Am 25. Dezember wurde auch das 16. bayerische Infanterieregiment an die Front geschickt, und das Schauspiel wiederholte sich. Die offizielle Regimentsgeschichte zitiert den Brief des Kameraden Josef Wenzl an seine Eltern: »Alles bewegte sich frei aus den Gräben, und es wäre nicht einem in den Sinn gekommen zu schießen. Was ich vor Stunden noch für Wahnsinn hielt, konnte ich jetzt mit eigenen Augen sehen. Bayern und Engländer, bisher größte Feinde, drückten sich die Hände, unterhielten sich und tauschten Sachen aus. Zwischen den Schützengräben stehen die erbittertsten Gegner um den Christbaum und singen Weihnachtslieder. Den Anblick werde ich mein Leben lang nicht vergessen. Man sieht, dass der Mensch doch weiterlebt, auch wenn er nichts mehr kennt in dieser Zeit als Töten und Morden. Weihnachten 1914 wird mir unvergesslich sein.«
Viele Tausend Soldaten waren in jenen Tagen beteiligt an den Fraternisierungen entlang der Front, vor allem nicht-preußische Regimenter und britische Einheiten. Sie genossen die »heilige Zeit«, ohne Tote und Verwundete. Bis zum 29. Dezember dauerte die friedliche Phase, ein Stück Menschlichkeit mitten in der Hölle. Der Weihnachtsfrieden des Jahres 1914 hätte das Ende vom Krieg bedeuten können.
»Am 24. Dezember waren wir dem Feind gegenüber gar nicht feindlich eingestellt. Die Fraternisierung erreichte ihren Höhepunkt gegen 3 Uhr nachmittags, als 10 oder 12 unserer Soldaten aus den Gräben kamen und ungefähr dieselbe Zahl von Franzosen. Wir trafen uns in der Mitte zwischen den Stellungen und tranken Champagner und Wein und tauschten Zigaretten.«
Bericht eines deutschen Kriegsfreiwilligen
Doch die feinen Triebe internationaler Solidarisierung waren nicht unbeobachtet geblieben. Am 29. Dezember setzte Generalstabschef von Falkenhayn Fraternisieren mit Hochverrat gleich und verlangte, künftig jeden Mann, der in »unkriegerischer Haltung« den Graben Richtung Feind verlasse, vor ein Kriegsgericht zu stellen. Die Briten veröffentlichten ähnliche Befehle. Ab Silvester forderte der Krieg wieder seinen täglichen grausamen Tribut. Adolf Hitler, als Mitglied des Regimentshauptquartiers jetzt eher ein »Etappenhengst«, kannte den Weihnachtsfrieden nur vom Hörensagen. Gegenüber einem Kameraden kommentierte er jedoch die Vorfälle voller Verachtung: In Kriegszeiten könne solches Verhalten nicht zur Disposition stehen.

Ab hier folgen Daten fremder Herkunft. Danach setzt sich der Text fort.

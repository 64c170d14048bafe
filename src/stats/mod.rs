//! Read-only statistics computed once per dataset and feature set.

pub mod binning;
pub mod correlation;
pub mod significance;
pub mod summary;

pub use binning::{
    BinSample, ContinuousBin, DiscreteBin, FeatureBins, FeatureProfile, FeatureType,
};
pub use correlation::{pearson, CorrelationMatrix};
pub use summary::{compute_summary, influence_range, DatasetSummary};
// src/algorithms/similarity.rs
use crate::algorithms::node::SubsetScorer;
use crate::core::{ExplainerConfig, IdSet};
use crate::stats::{FeatureProfile, FeatureType};
use ndarray::ArrayView1;
use serde::Serialize;

/// A feature's own contribution, measured over the rows similar to the instance.
#[derive(Debug, Clone, Serialize)]
pub struct MainEffect {
    pub feature: String,
    pub instance_value: f64,
    /// Mean target of the similar rows minus the dataset mean.
    pub average: f64,
    pub size: usize,
    #[serde(skip)]
    pub ids: IdSet,
}

/// Rows similar to `value` on one feature.
///
/// Continuous features accept rows within `range * similarity_margin_percent`
/// of the value (inclusive); discrete features need an exact match, and a
/// missing instance value matches the rows where the feature is missing too.
/// A missing value of a continuous feature matches nothing.
pub fn similar_rows(
    column: ArrayView1<'_, f64>,
    profile: &FeatureProfile,
    value: f64,
    config: &ExplainerConfig,
) -> IdSet {
    match profile.feature_type() {
        FeatureType::Continuous if value.is_nan() => IdSet::default(),
        FeatureType::Continuous => {
            let margin = profile.range() * config.similarity_margin_percent;
            let (low, high) = (value - margin, value + margin);
            column
                .iter()
                .enumerate()
                .filter(|&(_, &v)| v >= low && v <= high)
                .map(|(i, _)| i)
                .collect()
        }
        FeatureType::Discrete if value.is_nan() => column
            .iter()
            .enumerate()
            .filter(|&(_, &v)| v.is_nan())
            .map(|(i, _)| i)
            .collect(),
        FeatureType::Discrete => column
            .iter()
            .enumerate()
            .filter(|&(_, &v)| v == value)
            .map(|(i, _)| i)
            .collect(),
    }
}

/// The main effect of one feature, or `None` when too few rows are similar.
///
/// A feature needs strictly more than `min_subset_absolute` similar rows.
pub fn main_effect(
    feature: &str,
    column: ArrayView1<'_, f64>,
    profile: &FeatureProfile,
    value: f64,
    scorer: &SubsetScorer<'_>,
    config: &ExplainerConfig,
) -> Option<MainEffect> {
    let ids = similar_rows(column, profile, value, config);
    if ids.len() <= config.min_subset_absolute {
        return None;
    }
    Some(MainEffect {
        feature: feature.to_string(),
        instance_value: value,
        average: scorer.influence(&ids),
        size: ids.len(),
        ids,
    })
}
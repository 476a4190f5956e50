//! # fit_core - Fastener Compatibility Calculation Engine
//!
//! `fit_core` answers three engineering questions about threaded fasteners:
//!
//! 1. Do an external and internal thread geometrically mate?
//! 2. Is a fastener's length sufficient and safely engaged in a joint?
//! 3. What load can the joint bear, and by which failure mode does it fail?
//!
//! It implements the ISO 965-1 tolerance-stack fit analysis and the
//! ISO 898-1/898-2 strength and engagement rules, plus a deterministic
//! scorer for ranking candidate fasteners against a requirement filter.
//!
//! ## Design Philosophy
//!
//! - **Stateless**: Pure functions that take input and return results
//! - **Exact arithmetic**: Dimensional and strength math runs on
//!   `rust_decimal` fixed-point values; floats appear only at the caller's
//!   boundary
//! - **Verdicts, not exceptions**: Expected engineering outcomes
//!   (interference, insufficient engagement) come back as data; errors are
//!   reserved for invalid inputs and missing strength data
//! - **JSON-First**: All inputs and results implement Serialize/Deserialize
//!
//! ## Quick Start
//!
//! ```rust
//! use fit_core::engine::CompatibilityEngine;
//! use fit_core::geometry::{Installation, PartSpec, ThreadSpec};
//! use rust_decimal_macros::dec;
//!
//! let engine = CompatibilityEngine::standard();
//!
//! let screw = PartSpec {
//!     part_id: "DIN912-M5x16-8.8".to_string(),
//!     thread: ThreadSpec {
//!         nominal_diameter_mm: dec!(5.0),
//!         pitch_mm: dec!(0.8),
//!         thread_class: "6g".to_string(),
//!         major_dia_min_mm: dec!(4.826),
//!         major_dia_max_mm: dec!(4.976),
//!         pitch_dia_min_mm: dec!(4.456),
//!         pitch_dia_max_mm: dec!(4.556),
//!         minor_dia_min_mm: dec!(4.134),
//!         minor_dia_max_mm: dec!(4.334),
//!         thread_angle_deg: dec!(60),
//!     },
//!     length_mm: dec!(16),
//!     length_tolerance_plus_mm: dec!(0),
//!     length_tolerance_minus_mm: dec!(-0.5),
//!     material_grade: "8.8".to_string(),
//!     tensile_strength_mpa: dec!(800),
//!     proof_load_kn: dec!(8.14),
//!     head_height_mm: None,
//!     thread_length_mm: None,
//!     drive_type: None,
//! };
//!
//! let install = Installation::blind_hole(dec!(10), "aluminum_6061");
//! let check = engine.check_length_compatibility(&screw, &install).unwrap();
//! let strength = engine
//!     .calculate_joint_strength(&screw, check.engagement_length_mm, &install)
//!     .unwrap();
//! println!("allowable load: {} N", strength.allowable_load_n);
//! ```
//!
//! ## Modules
//!
//! - [`geometry`] - Thread, part, and installation value types
//! - [`materials`] - Read-only material/engagement/fit lookup tables
//! - [`analysis`] - The three analyzers and the candidate scorer
//! - [`catalog`] - Parts catalog interface and requirement filter
//! - [`engine`] - Tables plus analyses behind one shareable API
//! - [`errors`] - Structured error types

pub mod analysis;
pub mod catalog;
pub mod engine;
pub mod errors;
pub mod geometry;
pub mod materials;

// Re-export commonly used types at crate root for convenience
pub use analysis::{FailureMode, JointStrength, LengthCheck, ScoredCandidate, ThreadFit};
pub use catalog::{PartsCatalog, RequirementFilter};
pub use engine::CompatibilityEngine;
pub use errors::{FitError, FitResult};
pub use geometry::{Installation, PartSpec, ThreadSpec};
pub use materials::{MaterialTables, ToleranceClassFit};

Mit der Rückkehr zu den Kampfhandlungen endeten die verlustreichsten Monate des Ersten Weltkriegs. Zwischen August und Dezember 1914 starben bereits 14 Prozent aller im Ersten Weltkrieg gefallenen deutschen Soldaten. Das Habsburgerreich hatte von seinen mobilisierten 3 350 000 Soldaten Ende Dezember 1914 bereits ein Drittel verloren. Auch auf alliierter Seite forderten die ersten Monate einen gewaltigen Blutzoll. Das Britische Expeditionskorps, das im August 1914 mit 110 000 Mann angetreten war, verlor fast 90 000 Soldaten. Über 400 000 Toten und Verletzten bei den Franzosen standen über eine Million Verluste bei den russischen Truppen gegenüber. Die Opferzahlen erhöhten jedoch nicht die Bereitschaft der kriegführenden Nationen, sich für eine diplomatische Lösung einzusetzen, im Gegenteil: Angesichts der vielen Toten und Verwundeten war ein Frieden auf der Grundlage des Status quo den Bevölkerungen nicht vermittelbar. Der Krieg wurde fortgeführt – weitere 47 Monate lang.